## Exercise directions
Go through the listing below and say how many lines include "become". Give the number by itself.

## Exercise inputs
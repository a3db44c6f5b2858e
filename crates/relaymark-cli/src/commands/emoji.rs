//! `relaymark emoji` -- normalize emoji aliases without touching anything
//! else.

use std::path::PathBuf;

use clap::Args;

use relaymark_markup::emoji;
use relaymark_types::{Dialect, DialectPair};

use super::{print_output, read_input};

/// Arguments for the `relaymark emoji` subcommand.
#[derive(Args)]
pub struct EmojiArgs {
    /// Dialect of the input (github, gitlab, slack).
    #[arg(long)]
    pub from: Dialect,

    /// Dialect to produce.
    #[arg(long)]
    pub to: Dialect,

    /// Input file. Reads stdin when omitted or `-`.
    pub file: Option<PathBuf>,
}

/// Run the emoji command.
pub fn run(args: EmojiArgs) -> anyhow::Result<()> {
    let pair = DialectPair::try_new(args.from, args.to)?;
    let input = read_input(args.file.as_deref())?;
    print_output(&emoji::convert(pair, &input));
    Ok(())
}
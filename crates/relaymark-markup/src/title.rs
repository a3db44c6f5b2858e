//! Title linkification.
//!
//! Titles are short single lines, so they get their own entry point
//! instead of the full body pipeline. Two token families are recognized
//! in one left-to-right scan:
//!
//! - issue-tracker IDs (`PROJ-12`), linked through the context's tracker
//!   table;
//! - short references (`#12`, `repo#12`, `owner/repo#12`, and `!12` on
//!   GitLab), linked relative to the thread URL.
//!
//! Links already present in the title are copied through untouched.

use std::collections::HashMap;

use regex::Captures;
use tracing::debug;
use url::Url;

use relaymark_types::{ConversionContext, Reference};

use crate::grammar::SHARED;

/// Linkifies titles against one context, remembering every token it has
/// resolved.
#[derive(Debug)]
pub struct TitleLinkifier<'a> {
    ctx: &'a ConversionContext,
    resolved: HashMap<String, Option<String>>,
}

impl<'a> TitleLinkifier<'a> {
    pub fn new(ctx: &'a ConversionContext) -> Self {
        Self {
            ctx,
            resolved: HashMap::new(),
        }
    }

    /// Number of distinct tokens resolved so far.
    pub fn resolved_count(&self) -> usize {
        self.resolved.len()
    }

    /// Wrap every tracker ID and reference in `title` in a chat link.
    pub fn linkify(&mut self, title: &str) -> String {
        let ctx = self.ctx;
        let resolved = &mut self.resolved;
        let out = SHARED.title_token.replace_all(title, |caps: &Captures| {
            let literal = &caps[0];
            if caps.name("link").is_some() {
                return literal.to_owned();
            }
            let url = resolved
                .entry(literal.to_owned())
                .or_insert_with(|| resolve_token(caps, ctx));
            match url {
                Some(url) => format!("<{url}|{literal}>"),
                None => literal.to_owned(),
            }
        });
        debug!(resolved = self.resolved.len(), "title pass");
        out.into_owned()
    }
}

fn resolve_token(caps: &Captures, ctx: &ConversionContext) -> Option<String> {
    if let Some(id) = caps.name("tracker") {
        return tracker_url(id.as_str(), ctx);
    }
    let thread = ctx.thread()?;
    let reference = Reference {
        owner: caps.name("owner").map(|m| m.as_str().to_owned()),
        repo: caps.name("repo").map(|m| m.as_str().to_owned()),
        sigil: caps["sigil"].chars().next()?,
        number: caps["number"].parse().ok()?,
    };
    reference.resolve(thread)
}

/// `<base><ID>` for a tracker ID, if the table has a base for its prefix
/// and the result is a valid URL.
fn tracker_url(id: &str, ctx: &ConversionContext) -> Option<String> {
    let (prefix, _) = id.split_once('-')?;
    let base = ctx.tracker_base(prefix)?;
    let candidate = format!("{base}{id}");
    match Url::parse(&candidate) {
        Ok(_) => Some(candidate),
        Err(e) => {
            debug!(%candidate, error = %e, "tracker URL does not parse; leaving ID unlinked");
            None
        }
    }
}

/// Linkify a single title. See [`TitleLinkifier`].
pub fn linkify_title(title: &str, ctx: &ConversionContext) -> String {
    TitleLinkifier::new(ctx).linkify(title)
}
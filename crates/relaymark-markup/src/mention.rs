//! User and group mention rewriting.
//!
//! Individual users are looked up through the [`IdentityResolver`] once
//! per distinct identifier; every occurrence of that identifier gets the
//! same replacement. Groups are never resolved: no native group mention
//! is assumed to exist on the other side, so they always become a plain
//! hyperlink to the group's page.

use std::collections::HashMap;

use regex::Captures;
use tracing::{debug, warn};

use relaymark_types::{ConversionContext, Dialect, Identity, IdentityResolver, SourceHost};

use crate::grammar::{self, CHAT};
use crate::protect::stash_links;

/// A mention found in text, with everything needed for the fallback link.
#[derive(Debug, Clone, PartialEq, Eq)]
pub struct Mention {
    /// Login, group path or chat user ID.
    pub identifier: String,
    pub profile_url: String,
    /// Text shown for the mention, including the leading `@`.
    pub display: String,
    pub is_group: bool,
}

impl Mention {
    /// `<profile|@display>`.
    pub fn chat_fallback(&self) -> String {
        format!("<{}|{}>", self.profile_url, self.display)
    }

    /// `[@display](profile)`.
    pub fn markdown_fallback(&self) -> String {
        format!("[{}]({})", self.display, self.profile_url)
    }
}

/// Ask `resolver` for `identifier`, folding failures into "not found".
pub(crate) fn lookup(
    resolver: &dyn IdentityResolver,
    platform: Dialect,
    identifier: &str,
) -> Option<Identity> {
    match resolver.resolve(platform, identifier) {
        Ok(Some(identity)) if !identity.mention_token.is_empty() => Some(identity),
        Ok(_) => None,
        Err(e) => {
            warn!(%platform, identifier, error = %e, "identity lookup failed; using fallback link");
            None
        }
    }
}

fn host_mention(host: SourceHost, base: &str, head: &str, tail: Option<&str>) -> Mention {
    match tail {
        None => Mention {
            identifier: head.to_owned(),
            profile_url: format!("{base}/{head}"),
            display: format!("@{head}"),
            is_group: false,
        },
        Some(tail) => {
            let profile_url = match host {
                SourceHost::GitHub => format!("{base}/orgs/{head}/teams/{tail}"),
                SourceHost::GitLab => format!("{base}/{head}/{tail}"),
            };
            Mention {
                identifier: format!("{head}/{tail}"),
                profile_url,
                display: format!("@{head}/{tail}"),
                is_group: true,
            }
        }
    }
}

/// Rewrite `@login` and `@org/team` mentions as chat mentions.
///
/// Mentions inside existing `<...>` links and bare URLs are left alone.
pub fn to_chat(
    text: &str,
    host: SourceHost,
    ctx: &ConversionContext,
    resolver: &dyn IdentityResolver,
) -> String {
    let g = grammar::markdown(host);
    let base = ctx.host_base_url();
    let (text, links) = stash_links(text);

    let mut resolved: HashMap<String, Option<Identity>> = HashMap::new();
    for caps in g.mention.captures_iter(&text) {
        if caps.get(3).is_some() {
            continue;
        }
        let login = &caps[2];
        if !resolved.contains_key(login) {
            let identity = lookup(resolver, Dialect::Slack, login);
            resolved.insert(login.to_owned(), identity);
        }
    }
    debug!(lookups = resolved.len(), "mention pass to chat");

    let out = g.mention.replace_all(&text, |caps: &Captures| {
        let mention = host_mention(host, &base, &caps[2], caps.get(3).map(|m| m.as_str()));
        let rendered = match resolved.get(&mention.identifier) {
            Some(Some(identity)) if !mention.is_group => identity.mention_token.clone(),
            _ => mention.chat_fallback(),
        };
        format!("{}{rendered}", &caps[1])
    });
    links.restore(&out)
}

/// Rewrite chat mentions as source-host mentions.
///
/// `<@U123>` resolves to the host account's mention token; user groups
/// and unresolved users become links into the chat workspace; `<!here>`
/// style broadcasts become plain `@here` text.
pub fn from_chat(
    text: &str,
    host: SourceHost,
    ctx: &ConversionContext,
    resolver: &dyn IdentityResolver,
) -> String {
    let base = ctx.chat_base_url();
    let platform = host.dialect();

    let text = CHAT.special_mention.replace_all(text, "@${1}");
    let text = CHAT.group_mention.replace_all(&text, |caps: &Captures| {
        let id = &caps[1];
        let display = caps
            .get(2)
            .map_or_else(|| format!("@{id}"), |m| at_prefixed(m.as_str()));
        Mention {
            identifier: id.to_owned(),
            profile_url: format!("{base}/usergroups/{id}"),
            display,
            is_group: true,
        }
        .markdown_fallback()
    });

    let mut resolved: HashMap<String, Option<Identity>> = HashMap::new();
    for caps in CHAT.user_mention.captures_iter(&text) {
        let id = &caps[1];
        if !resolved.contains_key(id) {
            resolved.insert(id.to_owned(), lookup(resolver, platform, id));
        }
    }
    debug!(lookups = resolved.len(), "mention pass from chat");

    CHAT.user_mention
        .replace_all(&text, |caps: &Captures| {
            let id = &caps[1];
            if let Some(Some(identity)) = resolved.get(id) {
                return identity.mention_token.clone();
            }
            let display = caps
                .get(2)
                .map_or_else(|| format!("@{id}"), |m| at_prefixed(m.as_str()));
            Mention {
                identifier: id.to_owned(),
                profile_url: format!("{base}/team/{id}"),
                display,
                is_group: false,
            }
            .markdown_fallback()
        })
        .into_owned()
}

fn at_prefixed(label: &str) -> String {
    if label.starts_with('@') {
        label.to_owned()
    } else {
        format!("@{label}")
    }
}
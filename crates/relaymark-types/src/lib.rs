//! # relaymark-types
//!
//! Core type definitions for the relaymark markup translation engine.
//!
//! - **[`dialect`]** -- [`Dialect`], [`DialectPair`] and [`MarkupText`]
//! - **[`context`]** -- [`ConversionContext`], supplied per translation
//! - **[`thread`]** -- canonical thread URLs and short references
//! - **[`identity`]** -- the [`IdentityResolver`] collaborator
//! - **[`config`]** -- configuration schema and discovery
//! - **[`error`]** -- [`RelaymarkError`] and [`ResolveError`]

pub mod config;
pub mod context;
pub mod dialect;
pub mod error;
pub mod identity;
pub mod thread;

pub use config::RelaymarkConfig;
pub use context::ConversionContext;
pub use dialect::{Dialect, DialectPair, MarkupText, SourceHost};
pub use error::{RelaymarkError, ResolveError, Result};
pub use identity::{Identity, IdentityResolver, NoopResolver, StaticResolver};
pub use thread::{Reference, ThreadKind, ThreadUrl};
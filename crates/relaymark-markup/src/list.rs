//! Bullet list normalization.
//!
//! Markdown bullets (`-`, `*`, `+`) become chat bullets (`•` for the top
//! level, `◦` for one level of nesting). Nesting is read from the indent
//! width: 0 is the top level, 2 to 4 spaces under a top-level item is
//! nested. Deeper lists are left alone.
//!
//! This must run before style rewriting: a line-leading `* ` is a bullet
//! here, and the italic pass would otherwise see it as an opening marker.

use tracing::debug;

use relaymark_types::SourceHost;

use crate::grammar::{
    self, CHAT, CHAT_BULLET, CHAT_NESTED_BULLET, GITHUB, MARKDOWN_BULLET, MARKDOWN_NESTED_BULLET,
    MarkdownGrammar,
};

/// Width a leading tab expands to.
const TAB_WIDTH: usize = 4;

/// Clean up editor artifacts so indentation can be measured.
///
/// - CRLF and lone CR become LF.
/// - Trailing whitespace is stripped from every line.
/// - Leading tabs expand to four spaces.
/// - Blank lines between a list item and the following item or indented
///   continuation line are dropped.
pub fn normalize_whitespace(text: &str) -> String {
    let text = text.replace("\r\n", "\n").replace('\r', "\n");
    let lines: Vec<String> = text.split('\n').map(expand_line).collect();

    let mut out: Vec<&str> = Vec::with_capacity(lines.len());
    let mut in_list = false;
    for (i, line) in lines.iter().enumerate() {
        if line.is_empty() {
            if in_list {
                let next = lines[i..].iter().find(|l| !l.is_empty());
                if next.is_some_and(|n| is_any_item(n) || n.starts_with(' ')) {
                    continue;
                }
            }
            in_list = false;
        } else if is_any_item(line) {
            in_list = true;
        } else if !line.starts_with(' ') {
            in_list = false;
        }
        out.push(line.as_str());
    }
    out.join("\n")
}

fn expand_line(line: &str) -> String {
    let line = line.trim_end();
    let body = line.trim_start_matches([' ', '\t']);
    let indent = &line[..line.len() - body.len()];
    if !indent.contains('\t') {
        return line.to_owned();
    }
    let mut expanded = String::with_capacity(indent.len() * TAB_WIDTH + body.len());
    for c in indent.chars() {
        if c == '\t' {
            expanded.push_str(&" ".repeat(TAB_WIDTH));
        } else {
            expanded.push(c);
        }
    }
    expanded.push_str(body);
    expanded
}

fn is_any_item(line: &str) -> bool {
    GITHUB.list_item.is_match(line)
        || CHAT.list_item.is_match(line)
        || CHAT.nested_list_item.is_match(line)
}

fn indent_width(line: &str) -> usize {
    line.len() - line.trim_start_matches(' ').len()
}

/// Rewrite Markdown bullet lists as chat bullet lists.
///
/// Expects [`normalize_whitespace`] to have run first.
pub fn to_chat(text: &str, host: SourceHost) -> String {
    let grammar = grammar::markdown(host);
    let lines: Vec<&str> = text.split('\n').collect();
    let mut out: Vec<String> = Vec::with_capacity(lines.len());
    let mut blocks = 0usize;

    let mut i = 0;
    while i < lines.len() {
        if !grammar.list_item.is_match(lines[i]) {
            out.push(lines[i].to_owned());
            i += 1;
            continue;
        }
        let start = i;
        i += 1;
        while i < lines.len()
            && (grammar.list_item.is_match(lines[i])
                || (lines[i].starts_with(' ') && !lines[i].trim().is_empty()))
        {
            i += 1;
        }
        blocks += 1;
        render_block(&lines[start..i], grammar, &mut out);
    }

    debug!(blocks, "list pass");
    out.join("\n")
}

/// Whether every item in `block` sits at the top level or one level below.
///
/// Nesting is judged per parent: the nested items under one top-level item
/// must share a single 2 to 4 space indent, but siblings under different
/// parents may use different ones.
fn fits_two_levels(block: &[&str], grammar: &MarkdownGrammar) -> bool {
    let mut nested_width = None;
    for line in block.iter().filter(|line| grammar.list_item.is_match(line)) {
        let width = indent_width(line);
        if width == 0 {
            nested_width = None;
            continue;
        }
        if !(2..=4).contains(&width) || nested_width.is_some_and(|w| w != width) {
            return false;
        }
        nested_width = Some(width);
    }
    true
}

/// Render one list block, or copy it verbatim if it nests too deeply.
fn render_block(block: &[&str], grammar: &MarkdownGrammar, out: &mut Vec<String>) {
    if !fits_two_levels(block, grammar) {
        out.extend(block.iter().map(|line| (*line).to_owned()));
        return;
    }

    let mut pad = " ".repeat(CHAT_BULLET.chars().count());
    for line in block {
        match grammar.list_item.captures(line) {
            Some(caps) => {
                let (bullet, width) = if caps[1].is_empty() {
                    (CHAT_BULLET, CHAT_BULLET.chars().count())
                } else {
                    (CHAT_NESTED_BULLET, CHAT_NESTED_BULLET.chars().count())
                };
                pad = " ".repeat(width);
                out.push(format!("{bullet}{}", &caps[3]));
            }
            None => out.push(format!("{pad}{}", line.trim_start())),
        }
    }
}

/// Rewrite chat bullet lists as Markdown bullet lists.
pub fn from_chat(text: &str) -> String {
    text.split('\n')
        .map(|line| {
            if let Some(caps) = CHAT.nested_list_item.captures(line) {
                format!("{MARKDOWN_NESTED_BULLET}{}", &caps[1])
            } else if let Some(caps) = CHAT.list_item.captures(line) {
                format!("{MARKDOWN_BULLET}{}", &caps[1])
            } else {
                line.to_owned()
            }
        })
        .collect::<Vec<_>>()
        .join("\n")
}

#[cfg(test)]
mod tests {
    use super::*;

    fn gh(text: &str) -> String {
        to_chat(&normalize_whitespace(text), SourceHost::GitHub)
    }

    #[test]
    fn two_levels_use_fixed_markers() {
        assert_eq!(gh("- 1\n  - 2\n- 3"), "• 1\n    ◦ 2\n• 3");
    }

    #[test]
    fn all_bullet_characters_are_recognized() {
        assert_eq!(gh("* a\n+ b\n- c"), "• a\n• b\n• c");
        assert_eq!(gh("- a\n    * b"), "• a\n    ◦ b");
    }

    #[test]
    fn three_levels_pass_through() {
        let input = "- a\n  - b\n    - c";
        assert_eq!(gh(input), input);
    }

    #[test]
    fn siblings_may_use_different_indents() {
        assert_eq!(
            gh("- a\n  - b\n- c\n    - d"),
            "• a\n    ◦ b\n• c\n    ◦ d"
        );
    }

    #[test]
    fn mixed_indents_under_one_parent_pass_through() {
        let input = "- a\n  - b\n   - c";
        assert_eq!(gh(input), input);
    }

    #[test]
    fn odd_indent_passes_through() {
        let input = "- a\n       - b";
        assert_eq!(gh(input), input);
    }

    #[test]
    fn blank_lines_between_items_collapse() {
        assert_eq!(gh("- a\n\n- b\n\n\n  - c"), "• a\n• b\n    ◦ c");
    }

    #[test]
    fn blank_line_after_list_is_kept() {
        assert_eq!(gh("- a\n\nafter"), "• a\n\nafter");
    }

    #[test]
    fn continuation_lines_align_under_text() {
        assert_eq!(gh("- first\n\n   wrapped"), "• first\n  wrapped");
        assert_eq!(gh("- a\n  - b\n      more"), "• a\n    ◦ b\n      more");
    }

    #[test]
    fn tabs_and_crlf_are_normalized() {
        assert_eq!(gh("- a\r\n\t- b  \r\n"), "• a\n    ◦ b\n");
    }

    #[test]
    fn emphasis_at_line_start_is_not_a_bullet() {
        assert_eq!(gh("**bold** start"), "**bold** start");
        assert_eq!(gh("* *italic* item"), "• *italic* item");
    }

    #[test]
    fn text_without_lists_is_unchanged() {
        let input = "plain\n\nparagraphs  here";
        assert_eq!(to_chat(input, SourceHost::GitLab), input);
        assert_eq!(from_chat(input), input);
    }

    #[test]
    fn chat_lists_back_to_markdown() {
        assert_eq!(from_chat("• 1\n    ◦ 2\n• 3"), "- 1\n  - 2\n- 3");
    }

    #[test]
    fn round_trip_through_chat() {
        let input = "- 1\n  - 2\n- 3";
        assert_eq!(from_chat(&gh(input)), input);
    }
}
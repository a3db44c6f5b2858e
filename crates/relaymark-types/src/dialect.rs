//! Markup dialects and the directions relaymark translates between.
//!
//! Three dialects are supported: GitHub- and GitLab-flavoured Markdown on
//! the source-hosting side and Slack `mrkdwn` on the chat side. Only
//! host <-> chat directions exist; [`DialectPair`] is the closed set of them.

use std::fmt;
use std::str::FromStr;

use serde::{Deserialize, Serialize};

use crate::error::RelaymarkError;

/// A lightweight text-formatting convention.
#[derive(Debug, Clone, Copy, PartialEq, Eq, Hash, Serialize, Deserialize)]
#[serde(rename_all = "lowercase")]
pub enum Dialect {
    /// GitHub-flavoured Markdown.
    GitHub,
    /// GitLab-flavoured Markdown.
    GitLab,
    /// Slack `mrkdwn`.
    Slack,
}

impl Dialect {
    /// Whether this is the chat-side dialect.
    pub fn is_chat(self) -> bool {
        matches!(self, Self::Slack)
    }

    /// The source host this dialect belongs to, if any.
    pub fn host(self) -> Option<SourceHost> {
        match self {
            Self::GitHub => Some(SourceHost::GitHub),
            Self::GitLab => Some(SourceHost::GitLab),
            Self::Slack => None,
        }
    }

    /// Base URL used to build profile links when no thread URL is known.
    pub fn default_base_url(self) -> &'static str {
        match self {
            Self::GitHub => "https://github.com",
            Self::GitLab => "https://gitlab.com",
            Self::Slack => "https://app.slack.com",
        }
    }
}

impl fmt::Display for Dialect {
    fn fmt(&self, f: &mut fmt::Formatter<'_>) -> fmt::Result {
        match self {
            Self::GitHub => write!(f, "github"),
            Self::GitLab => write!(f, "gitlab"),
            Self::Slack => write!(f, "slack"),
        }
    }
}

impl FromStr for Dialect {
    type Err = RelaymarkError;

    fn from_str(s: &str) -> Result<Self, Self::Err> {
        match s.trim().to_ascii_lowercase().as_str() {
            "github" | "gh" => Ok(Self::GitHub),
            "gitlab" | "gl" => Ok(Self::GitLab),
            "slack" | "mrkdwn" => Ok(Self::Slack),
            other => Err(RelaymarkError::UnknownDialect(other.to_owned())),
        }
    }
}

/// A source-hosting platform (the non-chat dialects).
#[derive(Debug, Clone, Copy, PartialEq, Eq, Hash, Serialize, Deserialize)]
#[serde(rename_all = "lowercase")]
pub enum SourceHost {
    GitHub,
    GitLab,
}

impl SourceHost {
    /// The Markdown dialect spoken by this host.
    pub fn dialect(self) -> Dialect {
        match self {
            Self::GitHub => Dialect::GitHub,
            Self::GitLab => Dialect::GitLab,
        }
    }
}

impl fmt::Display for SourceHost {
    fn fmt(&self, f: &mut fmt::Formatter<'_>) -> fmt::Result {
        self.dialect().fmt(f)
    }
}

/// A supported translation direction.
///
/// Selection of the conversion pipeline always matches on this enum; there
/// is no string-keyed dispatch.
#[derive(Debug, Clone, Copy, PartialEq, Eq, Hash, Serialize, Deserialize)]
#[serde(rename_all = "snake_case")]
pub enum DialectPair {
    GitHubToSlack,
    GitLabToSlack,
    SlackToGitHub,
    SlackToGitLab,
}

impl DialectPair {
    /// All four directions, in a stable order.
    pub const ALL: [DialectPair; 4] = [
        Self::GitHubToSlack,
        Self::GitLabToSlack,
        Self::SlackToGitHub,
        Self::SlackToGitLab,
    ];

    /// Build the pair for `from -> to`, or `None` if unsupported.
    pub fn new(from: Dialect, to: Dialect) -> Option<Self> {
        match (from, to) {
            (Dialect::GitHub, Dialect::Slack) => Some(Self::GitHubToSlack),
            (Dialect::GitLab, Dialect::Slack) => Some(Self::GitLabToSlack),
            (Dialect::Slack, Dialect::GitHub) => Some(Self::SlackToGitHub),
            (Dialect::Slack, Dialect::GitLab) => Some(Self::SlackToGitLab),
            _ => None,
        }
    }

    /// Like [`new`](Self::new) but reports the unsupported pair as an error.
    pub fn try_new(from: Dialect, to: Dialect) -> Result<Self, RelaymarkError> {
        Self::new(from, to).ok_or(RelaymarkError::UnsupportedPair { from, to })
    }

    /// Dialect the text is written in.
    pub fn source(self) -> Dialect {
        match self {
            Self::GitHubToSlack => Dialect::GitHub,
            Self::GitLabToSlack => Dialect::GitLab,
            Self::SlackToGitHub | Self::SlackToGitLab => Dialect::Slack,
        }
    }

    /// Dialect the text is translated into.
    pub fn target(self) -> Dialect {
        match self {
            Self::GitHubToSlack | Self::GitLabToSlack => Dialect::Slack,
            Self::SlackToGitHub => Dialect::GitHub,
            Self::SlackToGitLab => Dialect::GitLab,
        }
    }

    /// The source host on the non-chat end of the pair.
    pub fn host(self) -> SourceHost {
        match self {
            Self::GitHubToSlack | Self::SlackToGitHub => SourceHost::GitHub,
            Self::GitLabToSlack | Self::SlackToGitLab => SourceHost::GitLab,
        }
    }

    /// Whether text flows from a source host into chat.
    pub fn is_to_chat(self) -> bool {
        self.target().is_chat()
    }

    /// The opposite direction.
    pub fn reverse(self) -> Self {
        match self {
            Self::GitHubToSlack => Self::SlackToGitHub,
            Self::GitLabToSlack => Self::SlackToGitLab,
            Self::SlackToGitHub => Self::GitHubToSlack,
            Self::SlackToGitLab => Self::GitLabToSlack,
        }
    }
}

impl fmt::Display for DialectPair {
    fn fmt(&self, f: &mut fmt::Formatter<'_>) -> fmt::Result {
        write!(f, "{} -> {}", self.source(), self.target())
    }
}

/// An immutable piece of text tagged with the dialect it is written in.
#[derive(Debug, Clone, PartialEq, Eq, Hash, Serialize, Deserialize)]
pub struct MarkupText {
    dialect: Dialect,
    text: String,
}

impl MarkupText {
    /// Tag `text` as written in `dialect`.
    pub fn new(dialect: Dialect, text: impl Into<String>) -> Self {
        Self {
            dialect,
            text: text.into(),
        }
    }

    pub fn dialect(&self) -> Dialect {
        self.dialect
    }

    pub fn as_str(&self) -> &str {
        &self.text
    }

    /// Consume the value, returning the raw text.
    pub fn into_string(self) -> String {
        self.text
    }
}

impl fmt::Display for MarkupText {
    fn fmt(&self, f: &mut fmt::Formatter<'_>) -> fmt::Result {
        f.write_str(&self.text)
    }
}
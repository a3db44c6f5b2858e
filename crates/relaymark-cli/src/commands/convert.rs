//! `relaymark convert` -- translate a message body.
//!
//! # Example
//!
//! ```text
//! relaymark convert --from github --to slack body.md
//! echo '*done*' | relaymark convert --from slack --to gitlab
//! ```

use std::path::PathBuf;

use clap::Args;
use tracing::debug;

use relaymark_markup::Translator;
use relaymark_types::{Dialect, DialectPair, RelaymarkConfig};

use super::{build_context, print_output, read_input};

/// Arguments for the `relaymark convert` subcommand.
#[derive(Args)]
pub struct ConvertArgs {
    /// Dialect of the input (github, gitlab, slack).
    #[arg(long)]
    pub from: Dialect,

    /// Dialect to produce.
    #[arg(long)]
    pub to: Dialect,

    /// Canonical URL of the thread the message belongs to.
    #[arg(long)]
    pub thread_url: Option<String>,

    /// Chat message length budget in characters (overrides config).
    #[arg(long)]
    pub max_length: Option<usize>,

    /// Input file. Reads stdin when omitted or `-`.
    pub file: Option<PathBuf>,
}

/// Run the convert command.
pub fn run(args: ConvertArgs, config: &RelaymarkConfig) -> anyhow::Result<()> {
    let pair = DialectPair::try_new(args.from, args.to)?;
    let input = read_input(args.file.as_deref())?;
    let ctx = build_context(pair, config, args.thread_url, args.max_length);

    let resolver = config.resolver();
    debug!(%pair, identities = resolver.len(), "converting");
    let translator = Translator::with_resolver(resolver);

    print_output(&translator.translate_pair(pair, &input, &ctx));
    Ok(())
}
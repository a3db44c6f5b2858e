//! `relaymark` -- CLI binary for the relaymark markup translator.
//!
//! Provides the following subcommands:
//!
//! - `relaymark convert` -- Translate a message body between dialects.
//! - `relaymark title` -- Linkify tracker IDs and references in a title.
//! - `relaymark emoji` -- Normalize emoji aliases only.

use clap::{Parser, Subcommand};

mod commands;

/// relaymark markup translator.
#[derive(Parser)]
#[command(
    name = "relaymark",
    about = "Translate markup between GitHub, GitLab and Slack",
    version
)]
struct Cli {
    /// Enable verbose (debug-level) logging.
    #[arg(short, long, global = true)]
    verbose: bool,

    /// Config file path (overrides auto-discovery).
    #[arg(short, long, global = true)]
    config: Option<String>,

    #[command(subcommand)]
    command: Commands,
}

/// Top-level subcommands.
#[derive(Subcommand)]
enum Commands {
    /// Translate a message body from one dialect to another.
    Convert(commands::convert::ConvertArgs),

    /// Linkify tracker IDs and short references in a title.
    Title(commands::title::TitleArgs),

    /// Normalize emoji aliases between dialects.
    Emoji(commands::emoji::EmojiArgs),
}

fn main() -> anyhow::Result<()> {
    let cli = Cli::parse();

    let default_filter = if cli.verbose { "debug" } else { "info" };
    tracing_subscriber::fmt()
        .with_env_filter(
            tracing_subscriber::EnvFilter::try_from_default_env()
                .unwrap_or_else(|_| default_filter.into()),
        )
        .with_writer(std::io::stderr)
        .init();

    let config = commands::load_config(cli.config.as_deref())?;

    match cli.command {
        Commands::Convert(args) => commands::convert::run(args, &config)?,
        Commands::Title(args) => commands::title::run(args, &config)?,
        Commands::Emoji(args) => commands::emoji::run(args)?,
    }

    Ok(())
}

## Solution to the problem
5